Kersha Cartwright, a spokesperson for elected Republican Mark Butler, said Butler and Gov. Brian Kemp met on Monday and discussed possibilities such as cutting the $300-a-week federal supplement to unemployed workers or cutting off special federal benefits to people not usually eligible for state unemployment.
“I think the governor's office and the commissioner are agreed that a major reduction in some programs, if not all programs, is needed," Cartwright told The Associated Press. “Everything's on the table for discussion.”
Mallory Blount, a spokesperson for Kemp, said "to expect final decisions on timing and other specifics in the coming days.”
“For our state’s economic momentum to continue, the commissioner of labor must do more to match employers with job seekers and make policy decisions that encourage more Georgians to return to the workforce,” Kemp wrote in a statement vetoing a bill lawmakers passed earlier this year that would have cut Butler’s authority.
Butler has the legal authority to reject the benefits, but is consulting with Kemp. Butler could also decrease the amount of money someone can earn and still qualify for benefits. Butler set that amount at $300 a week when the pandemic began, meaning people who are working reduced hours can still qualify for the $300-a-week federal boost.
Butler said last week that he would reinstate work search requirements “in the next few months,” but didn’t say when. He promised he would give advance notice.
The Georgia Chamber of Commerce and a number of other business groups on Monday called for suspending the benefits, saying that getting unemployed men and women “connected to employers and back to work is the first step” to solving a labor shortage.
“Because they cannot find labor, businesses are starting to turn down orders, raise prices, and some are even considering closing permanently,” the business groups wrote. "Many restaurants are only offering drive-through, pick-up service, not because of COVID, but because they cannot find enough workers to support full-scale operations.
Senate Bill 156, which would have created a chief labor officer, became the only bill from the 2021 legislative session that Kemp vetoed. The chief labor officer would have been appointed by the speaker of the House and confirmed by a Senate committee, with the duty to provide responses to audits and questions from legislative leaders.

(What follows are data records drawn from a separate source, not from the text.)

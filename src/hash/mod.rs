//! Hash primitives.
//!
//! - [`XofPrimitive`] - The operations a session needs from a hash algorithm
//! - [`Blake3Primitive`] - BLAKE3 implementation over the `blake3` crate

mod blake3;
mod primitive;

pub use self::blake3::{BLAKE3_MIN_VERSION, Blake3Primitive};
pub use primitive::XofPrimitive;
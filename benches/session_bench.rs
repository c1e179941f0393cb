//! Benchmarks for xofhash.
//!
//! Run with:
//!     cargo bench

use criterion::{BenchmarkId, Criterion, Throughput, black_box, criterion_group, criterion_main};

use xofhash::{HasherSession, OutputConfig, OutputPool};

fn bench_update(c: &mut Criterion) {
    let mut group = c.benchmark_group("update");

    for size in [1024, 64 * 1024, 1024 * 1024] {
        // Deterministic pseudo-random data
        let data: Vec<u8> = (0..size).map(|i| (i * 7 + 13) as u8).collect();

        group.throughput(Throughput::Bytes(size as u64));
        group.bench_with_input(BenchmarkId::from_parameter(size), &data, |b, data| {
            b.iter(|| {
                let mut session = HasherSession::standard();
                session.update(black_box(data)).unwrap();
                black_box(session.finalize(None).unwrap())
            });
        });
    }

    group.finish();
}

fn bench_finalize(c: &mut Criterion) {
    let mut group = c.benchmark_group("finalize");
    let mut session = HasherSession::standard();
    session.update(b"benchmark input").unwrap();

    // Pooled small output (the common case)
    group.bench_function("digest_32", |b| {
        b.iter(|| black_box(session.finalize(black_box(None)).unwrap()));
    });

    // Zero-copy callback over a large output
    group.throughput(Throughput::Bytes(32 * 1024));
    group.bench_function("callback_32k", |b| {
        b.iter(|| {
            session
                .finalize_with(0, 32 * 1024, |out| black_box(out[out.len() - 1]))
                .unwrap()
        });
    });

    // Caller-owned pool
    let mut pool = OutputPool::new(&OutputConfig::default());
    group.bench_function("caller_pool_32k", |b| {
        b.iter(|| {
            session
                .finalize_in(&mut pool, black_box(4096), 32 * 1024, |out| black_box(out[0]))
                .unwrap()
        });
    });

    group.finish();
}

fn bench_hex(c: &mut Criterion) {
    let mut group = c.benchmark_group("hex");
    let session = HasherSession::standard();

    for len in [32, 1024] {
        group.bench_with_input(BenchmarkId::from_parameter(len), &len, |b, &len| {
            b.iter(|| black_box(session.finalize_hex(Some(len), Default::default()).unwrap()));
        });
    }

    group.finish();
}

criterion_group!(benches, bench_update, bench_finalize, bench_hex);
criterion_main!(benches);
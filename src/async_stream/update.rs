//! Async reader adapter for hasher sessions.
//!
//! # Example
//!
//! ```ignore
//! use tokio_util::compat::TokioAsyncReadCompatExt;
//! use xofhash::{HasherSession, update_async};
//!
//! async fn demo() -> Result<(), xofhash::HashError> {
//!     let file = tokio::fs::File::open("data.bin").await?;
//!     let mut session = HasherSession::standard();
//!     let consumed = update_async(&mut session, file.compat()).await?;
//!     println!("{} bytes -> {}", consumed, session.finalize(None)?);
//!     Ok(())
//! }
//! ```

use std::future::Future;
use std::io;
use std::pin::Pin;
use std::task::{Context, Poll};

use futures_io::AsyncRead;
use pin_project_lite::pin_project;

use crate::error::HashError;
use crate::hash::XofPrimitive;
use crate::session::HasherSession;

/// Size of the read buffer used by [`UpdateAsync`].
const ASYNC_READ_BUFFER_LEN: usize = 8 * 1024;

pin_project! {
    /// Future returned by [`update_async`].
    ///
    /// Resolves to the number of bytes absorbed once the reader hits EOF.
    /// If the reader fails, the session is restored to its state before the
    /// call.
    #[must_use = "futures do nothing unless polled"]
    pub struct UpdateAsync<'a, R, P> {
        #[pin]
        reader: R,
        session: &'a mut HasherSession<P>,
        saved: Option<HasherSession<P>>,
        buffer: Vec<u8>,
        consumed: u64,
    }
}

/// Feeds everything `reader` yields into `session`.
///
/// Runtime agnostic: works with any `futures_io::AsyncRead`. Fails with
/// [`HashError::NotInitialized`] on the first poll if the session has no mode.
/// A reader error rolls the session back to where it was when this was called.
pub fn update_async<R, P>(session: &mut HasherSession<P>, reader: R) -> UpdateAsync<'_, R, P>
where
    R: AsyncRead,
    P: XofPrimitive,
{
    UpdateAsync {
        reader,
        saved: Some(session.clone()),
        session,
        buffer: vec![0u8; ASYNC_READ_BUFFER_LEN],
        consumed: 0,
    }
}

impl<R: AsyncRead, P: XofPrimitive> Future for UpdateAsync<'_, R, P> {
    type Output = Result<u64, HashError>;

    fn poll(self: Pin<&mut Self>, cx: &mut Context<'_>) -> Poll<Self::Output> {
        let mut this = self.project();

        if !this.session.is_initialized() {
            return Poll::Ready(Err(HashError::NotInitialized));
        }

        loop {
            let n = match this.reader.as_mut().poll_read(cx, this.buffer) {
                Poll::Pending => return Poll::Pending,
                Poll::Ready(Err(e)) if e.kind() == io::ErrorKind::Interrupted => continue,
                Poll::Ready(Err(e)) => {
                    if let Some(saved) = this.saved.take() {
                        **this.session = saved;
                    }
                    return Poll::Ready(Err(HashError::Io(e)));
                }
                Poll::Ready(Ok(0)) => return Poll::Ready(Ok(*this.consumed)),
                Poll::Ready(Ok(n)) => n,
            };
            this.session.update(&this.buffer[..n])?;
            *this.consumed += n as u64;
        }
    }
}
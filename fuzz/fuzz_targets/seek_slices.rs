#![no_main]

use libfuzzer_sys::fuzz_target;
use xofhash::{DEFAULT_MAX_OUTPUT_LEN, HasherSession};

fuzz_target!(|input: (Vec<u8>, u16, u16)| {
    let (data, start, len) = input;
    let start = start as usize % DEFAULT_MAX_OUTPUT_LEN;
    let len = (len as usize % (DEFAULT_MAX_OUTPUT_LEN - start)).max(1);

    let mut session = HasherSession::standard();
    session.update(&data).unwrap();

    // Verify: a seeked output is a slice of one long output
    let whole = session.finalize(Some(start + len)).unwrap();
    let slice = session.finalize_at_offset(start as u64, len).unwrap();
    assert_eq!(&whole.as_bytes()[start..], slice.as_bytes());

    // Verify: callback view matches the owned result
    session
        .finalize_with(start as u64, len, |view| assert_eq!(view, slice.as_bytes()))
        .unwrap();

    // Verify: finalize does not disturb the state
    assert_eq!(session.finalize(Some(start + len)).unwrap(), whole);
});
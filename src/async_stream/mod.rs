//! Async input support for hasher sessions.
//!
//! This module feeds a `futures-io::AsyncRead` into a session, making it
//! runtime-agnostic and compatible with tokio, async-std, smol, and other
//! async runtimes.
//!
//! - [`update_async`] - Absorbs an async reader into a session until EOF
//!
//! This module requires the `async-io` feature to be enabled.

mod update;

pub use update::{UpdateAsync, update_async};
pub mod mock_gateway;

pub use mock_gateway::{reply_with, MockForwardGateway};
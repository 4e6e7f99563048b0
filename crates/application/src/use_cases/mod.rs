pub mod dns;

pub use dns::{BuildResponseUseCase, ForwardFailure, ResponseOutcome};
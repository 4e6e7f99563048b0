use std::fmt;
use std::net::Ipv4Addr;

pub const TYPE_A: u16 = 1;
pub const CLASS_IN: u16 = 1;

/// TTL, in seconds, of locally synthesized answers.
pub const STUB_TTL: u32 = 60;

#[derive(Debug, Clone, PartialEq, Eq)]
pub struct Question {
    pub name: String,
    pub qtype: u16,
    pub qclass: u16,
}

impl Question {
    pub fn new(name: impl Into<String>, qtype: u16, qclass: u16) -> Self {
        Self {
            name: name.into(),
            qtype,
            qclass,
        }
    }

    /// An A/IN question for `name`.
    pub fn a(name: impl Into<String>) -> Self {
        Self::new(name, TYPE_A, CLASS_IN)
    }

    /// Same name, type and class forced to A/IN.
    pub fn normalized(&self) -> Self {
        Self::a(self.name.clone())
    }
}

/// Payload of an answer record.
///
/// A/IN answers carry an IPv4 address. Anything else is wire-format bytes
/// that stand on their own: names embedded in NS, CNAME, PTR and MX data are
/// held uncompressed, so the bytes can be written into any message.
#[derive(Debug, Clone, PartialEq, Eq)]
pub enum RData {
    A(Ipv4Addr),
    Raw(Vec<u8>),
}

impl RData {
    pub fn len(&self) -> usize {
        match self {
            RData::A(_) => 4,
            RData::Raw(bytes) => bytes.len(),
        }
    }

    pub fn is_empty(&self) -> bool {
        self.len() == 0
    }
}

#[derive(Debug, Clone, PartialEq, Eq)]
pub struct Answer {
    pub name: String,
    pub rtype: u16,
    pub class: u16,
    pub ttl: u32,
    pub rdata: RData,
}

impl Answer {
    pub fn a(name: impl Into<String>, ttl: u32, address: Ipv4Addr) -> Self {
        Self {
            name: name.into(),
            rtype: TYPE_A,
            class: CLASS_IN,
            ttl,
            rdata: RData::A(address),
        }
    }

    /// Synthesized answer pointing `name` at 0.0.0.0.
    pub fn stub(name: impl Into<String>) -> Self {
        Self::a(name, STUB_TTL, Ipv4Addr::UNSPECIFIED)
    }

    pub fn rdlength(&self) -> u16 {
        self.rdata.len() as u16
    }

    pub fn ipv4(&self) -> Option<Ipv4Addr> {
        match self.rdata {
            RData::A(address) => Some(address),
            RData::Raw(_) => None,
        }
    }
}

impl fmt::Display for Question {
    fn fmt(&self, f: &mut fmt::Formatter<'_>) -> fmt::Result {
        write!(f, "{} type={} class={}", self.name, self.qtype, self.qclass)
    }
}

impl fmt::Display for RData {
    fn fmt(&self, f: &mut fmt::Formatter<'_>) -> fmt::Result {
        match self {
            RData::A(address) => write!(f, "{}", address),
            RData::Raw(bytes) => write!(f, "<{} bytes>", bytes.len()),
        }
    }
}

impl fmt::Display for Answer {
    fn fmt(&self, f: &mut fmt::Formatter<'_>) -> fmt::Result {
        write!(
            f,
            "{} type={} class={} ttl={} rdlength={} rdata={}",
            self.name,
            self.rtype,
            self.class,
            self.ttl,
            self.rdlength(),
            self.rdata
        )
    }
}
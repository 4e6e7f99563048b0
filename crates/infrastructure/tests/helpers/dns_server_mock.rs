#![allow(dead_code)]
use std::net::SocketAddr;
use std::sync::atomic::{AtomicUsize, Ordering};
use std::sync::Arc;
use tokio::net::UdpSocket;
use tokio::sync::oneshot;

/// How the mock upstream reacts to each query.
#[derive(Debug, Clone, Copy)]
pub enum MockBehavior {
    /// One A record per question, owner name compressed to the question.
    Answer([u8; 4]),
    /// One CNAME per question whose target is a pointer to the question name.
    Cname,
    /// NOERROR with an empty answer section.
    NoAnswers,
    /// Reads the query and never replies.
    Silent,
    /// Replies with the query ID flipped.
    WrongId,
    /// Replies with a 5-byte datagram.
    Truncated,
}

pub struct MockDnsServer {
    addr: SocketAddr,
    queries: Arc<AtomicUsize>,
    shutdown_tx: Option<oneshot::Sender<()>>,
}

impl MockDnsServer {
    pub async fn start(behavior: MockBehavior) -> Result<Self, std::io::Error> {
        let socket = UdpSocket::bind(SocketAddr::from(([127, 0, 0, 1], 0))).await?;
        let addr = socket.local_addr()?;
        let queries = Arc::new(AtomicUsize::new(0));
        let counter = queries.clone();

        let (shutdown_tx, mut shutdown_rx) = oneshot::channel();

        tokio::spawn(async move {
            let mut buf = vec![0u8; 512];

            loop {
                tokio::select! {
                    _ = &mut shutdown_rx => {
                        break;
                    }
                    result = socket.recv_from(&mut buf) => {
                        if let Ok((len, peer)) = result {
                            counter.fetch_add(1, Ordering::SeqCst);
                            let response = Self::build_mock_response(&buf[..len], behavior);
                            if let Some(response) = response {
                                let _ = socket.send_to(&response, peer).await;
                            }
                        }
                    }
                }
            }
        });

        Ok(Self {
            addr,
            queries,
            shutdown_tx: Some(shutdown_tx),
        })
    }

    pub fn addr(&self) -> SocketAddr {
        self.addr
    }

    pub fn queries_received(&self) -> usize {
        self.queries.load(Ordering::SeqCst)
    }

    pub fn build_mock_response(query: &[u8], behavior: MockBehavior) -> Option<Vec<u8>> {
        if query.len() < 12 {
            return None;
        }

        let mut response = Vec::with_capacity(512);

        match behavior {
            MockBehavior::Silent => return None,
            MockBehavior::Truncated => return Some(query[..5].to_vec()),
            MockBehavior::WrongId => {
                response.extend_from_slice(&[!query[0], !query[1]]);
            }
            MockBehavior::Answer(_) | MockBehavior::Cname | MockBehavior::NoAnswers => {
                response.extend_from_slice(&query[0..2]);
            }
        }

        // QR, RD copied from the query, RA
        response.push(0x80 | (query[2] & 0x01));
        response.push(0x80);

        // QDCOUNT echoed
        response.extend_from_slice(&query[4..6]);

        let answers = match behavior {
            MockBehavior::Answer(_) | MockBehavior::Cname => 1u8,
            _ => 0,
        };
        response.extend_from_slice(&[0x00, answers]);
        response.extend_from_slice(&[0x00, 0x00]);
        response.extend_from_slice(&[0x00, 0x00]);

        response.extend_from_slice(&query[12..]);

        if let MockBehavior::Answer(address) = behavior {
            response.extend_from_slice(&[
                0xc0, 0x0c, // pointer to the question name
                0x00, 0x01, // A
                0x00, 0x01, // IN
                0x00, 0x00, 0x00, 0x3c, // ttl 60
                0x00, 0x04,
            ]);
            response.extend_from_slice(&address);
        }

        if let MockBehavior::Cname = behavior {
            response.extend_from_slice(&[
                0xc0, 0x0c, // owner: the question name
                0x00, 0x05, // CNAME
                0x00, 0x01, // IN
                0x00, 0x00, 0x00, 0x3c, // ttl 60
                0x00, 0x02, // rdlength
                0xc0, 0x0c, // target: the question name again
            ]);
        }

        Some(response)
    }

    pub fn shutdown(mut self) {
        if let Some(tx) = self.shutdown_tx.take() {
            let _ = tx.send(());
        }
    }
}

impl Drop for MockDnsServer {
    fn drop(&mut self) {
        if let Some(tx) = self.shutdown_tx.take() {
            let _ = tx.send(());
        }
    }
}
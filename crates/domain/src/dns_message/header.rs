use std::fmt;

pub mod opcode {
    /// Standard query, the only kind this server answers.
    pub const QUERY: u8 = 0;
}

pub mod rcode {
    pub const NO_ERROR: u8 = 0;
    pub const NAME_ERROR: u8 = 3;
    pub const NOT_IMPLEMENTED: u8 = 4;
}

/// Second 16-bit word of the header, one field per flag.
///
/// `opcode` and `rcode` hold 4-bit values and `z` a 3-bit value; the wire codec
/// masks anything wider when packing.
#[derive(Debug, Clone, Copy, PartialEq, Eq, Default)]
pub struct HeaderFlags {
    pub qr: bool,
    pub opcode: u8,
    pub aa: bool,
    pub tc: bool,
    pub rd: bool,
    pub ra: bool,
    pub z: u8,
    pub rcode: u8,
}

#[derive(Debug, Clone, Copy, PartialEq, Eq, Default)]
pub struct Header {
    pub id: u16,
    pub flags: HeaderFlags,
    pub qdcount: u16,
    pub ancount: u16,
    pub nscount: u16,
    pub arcount: u16,
}

impl Header {
    /// Header of a reply to `request`: same ID, QR set, OPCODE and RD echoed,
    /// every count zeroed.
    pub fn response_to(request: &Header, rcode: u8) -> Self {
        Self {
            id: request.id,
            flags: HeaderFlags {
                qr: true,
                opcode: request.flags.opcode,
                aa: false,
                tc: false,
                rd: request.flags.rd,
                ra: false,
                z: 0,
                rcode,
            },
            qdcount: 0,
            ancount: 0,
            nscount: 0,
            arcount: 0,
        }
    }
}

impl fmt::Display for HeaderFlags {
    fn fmt(&self, f: &mut fmt::Formatter<'_>) -> fmt::Result {
        write!(
            f,
            "qr={} opcode={} aa={} tc={} rd={} ra={} z={} rcode={}",
            self.qr as u8,
            self.opcode,
            self.aa as u8,
            self.tc as u8,
            self.rd as u8,
            self.ra as u8,
            self.z,
            self.rcode
        )
    }
}

impl fmt::Display for Header {
    fn fmt(&self, f: &mut fmt::Formatter<'_>) -> fmt::Result {
        write!(
            f,
            "id={} [{}] qd={} an={} ns={} ar={}",
            self.id, self.flags, self.qdcount, self.ancount, self.nscount, self.arcount
        )
    }
}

Kemp wrote that he “understood the frustration” of lawmakers, who have been besieged by constituents complaining of unresolved unemployment claims. But Kemp said the new office would be an unconstitutional intrusion of the legislature into the executive branch.
“Rather than creating a new chief labor officer position that reports directly to the legislature, I believe we should work with the labor commissioner to identify the challenges his agency," Kemp wrote.
About 25,000 Georgians filed new unemployment claims in the week ended May 1, and about 140,000 people are receiving traditional unemployment benefits from the state program. Another 127,000 Georgians were getting special federal assistance available to people who were self-employed, independent contractors, gig workers, or employees of churches and nonprofits. Some states are also quitting that program, which was created to help people ineligible for traditional unemployment benefits.
Despite those numbers, Georgia’s workforce is only 44,000 below the record of 5.2 million that it hit in March 2020. Employer payrolls are 4%, or 180,000, below the all-time high of 4.67 million.
Defenders of extra benefits say the labor market is still disrupted by COVID-19, particularly because mothers may be staying home with children.
Georgia had a 4.5% unemployment rate in March, below the 6% national average.
The Georgia business groups acknowledged there may not be enough workers to meet employers' needs. Besides cutting benefits and requiring people to look for work, they called for rapid retraining of jobless workers, and using federal funds to help provide childcare. The business groups also called for long-term fixes such as more visas for foreign workers, helping college students find work and a review of the state's educational system focusing on updated skills.